I showed them three months worth of salary slips, current ac statements and I also had a small second job at the time which added a small bonus to my salary amount. What the hell is risky about that? I am also a depositor and I would have no problem with someone else safe as that doing similar.

Nothing odd about the lending practices. They met me, I told them out of my monthy income I could pay 400 per month over 16 months- I've added more in on top of it since, and all is well. 

Look I can understand where Eoin is coming from. We have all been there. He has few options if his own bank is rejecting him. And being a trainee accountant I'd say he knows he needs to keep his bills paid.


----------



## lff12 (27 Jul 2009)

*Re: Cant get Finance*



marfsmal said:


> Have you met with the branch manager of your local bank to explain your case?
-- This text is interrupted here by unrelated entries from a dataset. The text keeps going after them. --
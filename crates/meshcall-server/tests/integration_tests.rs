//! Integration tests for `meshcalld`.
//!
//! Exercises the client/admin API (§6) and the `/ws` control plane end to
//! end over a real bound TCP listener; no mocked transport.

use std::collections::HashMap;
use std::time::Duration;

use futures_util::{SinkExt, StreamExt};
use reqwest::Client;
use serde_json::json;
use tokio::time::timeout;
use tokio_tungstenite::tungstenite::client::IntoClientRequest;
use tokio_tungstenite::tungstenite::Message;

use meshcall_protocol::ws::{ClientEnvelope, HelloData, JoinData, ServerEnvelope};
use meshcall_server::config::Config;

struct TestServer {
    addr: std::net::SocketAddr,
    shutdown_tx: Option<tokio::sync::oneshot::Sender<()>>,
}

impl TestServer {
    async fn start() -> Self {
        let mut config = Config::default();
        config.jwt_secret = "test-secret-key-for-testing-only".to_string();
        config.api.security.allow_self_registration = true;
        // Port 0 so concurrently-running tests each get their own ephemeral
        // ICE ports instead of fighting over the default 8443.
        config.rtc.ice_port_udp = 0;
        config.rtc.ice_port_tcp = 0;

        let metrics_handle = metrics_exporter_prometheus::PrometheusBuilder::new()
            .build_recorder()
            .handle();
        let app = meshcall_server::create_app(config, metrics_handle).await.expect("create_app");

        let listener = tokio::net::TcpListener::bind("127.0.0.1:0").await.expect("bind");
        let addr = listener.local_addr().expect("local_addr");

        let (shutdown_tx, shutdown_rx) = tokio::sync::oneshot::channel();
        tokio::spawn(async move {
            axum::serve(listener, app)
                .with_graceful_shutdown(async {
                    shutdown_rx.await.ok();
                })
                .await
                .ok();
        });

        tokio::time::sleep(Duration::from_millis(50)).await;
        Self { addr, shutdown_tx: Some(shutdown_tx) }
    }

    fn http_url(&self) -> String {
        format!("http://{}", self.addr)
    }

    fn ws_url(&self) -> String {
        format!("ws://{}/ws", self.addr)
    }
}

impl Drop for TestServer {
    fn drop(&mut self) {
        if let Some(tx) = self.shutdown_tx.take() {
            let _ = tx.send(());
        }
    }
}

#[tokio::test]
async fn register_login_and_stats_round_trip() {
    let server = TestServer::start().await;
    let client = Client::new();

    let register = client
        .post(format!("{}/register", server.http_url()))
        .json(&json!({ "clientID": "alice", "authKey": "correct-horse-battery" }))
        .send()
        .await
        .expect("register request");
    assert_eq!(register.status(), reqwest::StatusCode::CREATED);

    let login = client
        .post(format!("{}/login", server.http_url()))
        .json(&json!({ "clientID": "alice", "authKey": "correct-horse-battery" }))
        .send()
        .await
        .expect("login request");
    assert_eq!(login.status(), reqwest::StatusCode::OK);
    let login_body: serde_json::Value = login.json().await.unwrap();
    let token = login_body["bearerToken"].as_str().expect("bearerToken").to_string();

    let unauthenticated_stats = client.get(format!("{}/stats", server.http_url())).send().await.unwrap();
    assert_eq!(unauthenticated_stats.status(), reqwest::StatusCode::UNAUTHORIZED);

    let stats = client
        .get(format!("{}/stats", server.http_url()))
        .bearer_auth(&token)
        .send()
        .await
        .unwrap();
    assert_eq!(stats.status(), reqwest::StatusCode::OK);
    let stats_body: serde_json::Value = stats.json().await.unwrap();
    assert_eq!(stats_body["calls"], 0);
    assert_eq!(stats_body["sessions"], 0);
}

#[tokio::test]
async fn register_rejects_short_key_and_duplicate() {
    let server = TestServer::start().await;
    let client = Client::new();

    let short_key = client
        .post(format!("{}/register", server.http_url()))
        .json(&json!({ "clientID": "bob", "authKey": "short" }))
        .send()
        .await
        .unwrap();
    assert_eq!(short_key.status(), reqwest::StatusCode::BAD_REQUEST);

    client
        .post(format!("{}/register", server.http_url()))
        .json(&json!({ "clientID": "bob", "authKey": "correct-horse-battery" }))
        .send()
        .await
        .unwrap();

    let duplicate = client
        .post(format!("{}/register", server.http_url()))
        .json(&json!({ "clientID": "bob", "authKey": "a-different-secret" }))
        .send()
        .await
        .unwrap();
    assert_eq!(duplicate.status(), reqwest::StatusCode::BAD_REQUEST);
}

#[tokio::test]
async fn unregister_forbids_non_admin_mismatch() {
    let server = TestServer::start().await;
    let client = Client::new();

    for (id, key) in [("carol", "correct-horse-battery"), ("dave", "another-long-secret")] {
        client
            .post(format!("{}/register", server.http_url()))
            .json(&json!({ "clientID": id, "authKey": key }))
            .send()
            .await
            .unwrap();
    }

    let carol_login: serde_json::Value = client
        .post(format!("{}/login", server.http_url()))
        .json(&json!({ "clientID": "carol", "authKey": "correct-horse-battery" }))
        .send()
        .await
        .unwrap()
        .json()
        .await
        .unwrap();
    let carol_token = carol_login["bearerToken"].as_str().unwrap();

    let mismatched = client
        .post(format!("{}/unregister", server.http_url()))
        .bearer_auth(carol_token)
        .json(&json!({ "clientID": "dave" }))
        .send()
        .await
        .unwrap();
    assert_eq!(mismatched.status(), reqwest::StatusCode::FORBIDDEN);

    let self_unregister = client
        .post(format!("{}/unregister", server.http_url()))
        .bearer_auth(carol_token)
        .json(&json!({ "clientID": "carol" }))
        .send()
        .await
        .unwrap();
    assert_eq!(self_unregister.status(), reqwest::StatusCode::OK);
}

#[tokio::test]
async fn version_and_system_require_no_auth() {
    let server = TestServer::start().await;
    let client = Client::new();

    let version = client.get(format!("{}/version", server.http_url())).send().await.unwrap();
    assert_eq!(version.status(), reqwest::StatusCode::OK);
    let version_body: serde_json::Value = version.json().await.unwrap();
    assert!(version_body["buildVersion"].is_string());

    let system = client.get(format!("{}/system", server.http_url())).send().await.unwrap();
    assert_eq!(system.status(), reqwest::StatusCode::OK);
}

#[tokio::test]
async fn ws_join_without_auth_is_rejected() {
    let server = TestServer::start().await;
    let result = tokio_tungstenite::connect_async(server.ws_url()).await;
    assert!(result.is_err(), "ws upgrade without Authorization should fail");
}

#[tokio::test]
async fn ws_join_then_hello() {
    let server = TestServer::start().await;
    let client = Client::new();

    client
        .post(format!("{}/register", server.http_url()))
        .json(&json!({ "clientID": "erin", "authKey": "correct-horse-battery" }))
        .send()
        .await
        .unwrap();
    let login: serde_json::Value = client
        .post(format!("{}/login", server.http_url()))
        .json(&json!({ "clientID": "erin", "authKey": "correct-horse-battery" }))
        .send()
        .await
        .unwrap()
        .json()
        .await
        .unwrap();
    let token = login["bearerToken"].as_str().unwrap();

    let mut request = server.ws_url().into_client_request().unwrap();
    request
        .headers_mut()
        .insert("Authorization", format!("Bearer {token}").parse().unwrap());

    let (mut ws, _response) = tokio_tungstenite::connect_async(request).await.expect("ws upgrade");

    let join = ClientEnvelope::Join(JoinData {
        group_id: "g1".to_string(),
        call_id: "c1".to_string(),
        user_id: "erin".to_string(),
        session_id: "s1".to_string(),
        props: HashMap::new(),
    });
    ws.send(Message::Binary(join.encode_msgpack().unwrap().into())).await.unwrap();

    let reply = timeout(Duration::from_secs(5), ws.next())
        .await
        .expect("timed out waiting for hello")
        .expect("stream ended")
        .expect("ws error");

    let Message::Binary(bytes) = reply else { panic!("expected binary hello frame") };
    match ServerEnvelope::decode_msgpack(&bytes).expect("decode hello") {
        ServerEnvelope::Hello(HelloData { conn_id }) => {
            assert_ne!(conn_id, uuid::Uuid::nil());
        }
        other => panic!("expected hello, got {other:?}"),
    }
}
Bring a plan with you about how you intend to meet living costs and make repayments.
> 
> If they say no then you should take your business to another bank.



I hate to say but this sounds very like a situation I was in 7 years ago when credit was far more readily available than it is now, and I recall the glazed over stare I got from the bank.

Not sure if any other banks would be likely to help out but I think they are likely to view you as a high risk at the moment.  I can understand though that things are obviously tight if your overdraft is higher than your monthly net salary.

Might be worth a chat with the credit union.  I wouldn't hold out though.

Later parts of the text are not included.